Please copy out every line in the entries that includes the word "PathBuf".

*-*-*

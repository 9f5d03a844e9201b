use std::path::PathBuf;
use std::time::Duration;

use sablerdp_tls::TlsOptions;

/// Everything [`crate::RdpClient::connect`] needs to know.
#[derive(Debug, Clone)]
pub struct ClientConfig {
    pub host: String,
    pub port: u16,
    pub username: String,
    pub password: String,
    pub domain: Option<String>,
    /// Requested desktop width in pixels.
    pub width: u16,
    /// Requested desktop height in pixels.
    pub height: u16,
    /// Trade session niceties (wallpaper, animations, themes, cursor
    /// shadow) for responsiveness.
    pub fast: bool,
    /// Persist the session recording to this path on disconnect.
    pub record_to: Option<PathBuf>,
    /// Nominal capture and encoding frame rate.
    pub fps: u32,
    /// TLS upgrade knobs; certificate verification is off by default.
    pub tls: TlsOptions,
    /// Overall deadline for `connect`.
    pub connect_timeout: Duration,
    /// Timeout applied to every individual step of the connection
    /// sequence.
    pub step_timeout: Duration,
    /// Bound of the video chunk queue; `None` sizes it to about 20 seconds
    /// of chunks at the nominal frame rate.
    pub chunk_queue_len: Option<usize>,
}

impl ClientConfig {
    pub fn new(host: impl Into<String>, username: impl Into<String>, password: impl Into<String>) -> Self {
        Self {
            host: host.into(),
            port: 3389,
            username: username.into(),
            password: password.into(),
            domain: None,
            width: 1280,
            height: 800,
            fast: true,
            record_to: None,
            fps: 30,
            tls: TlsOptions::default(),
            connect_timeout: Duration::from_secs(30),
            step_timeout: Duration::from_secs(10),
            chunk_queue_len: None,
        }
    }
}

*-*-*

Result for this task =
use std::path::PathBuf;
    pub record_to: Option<PathBuf>,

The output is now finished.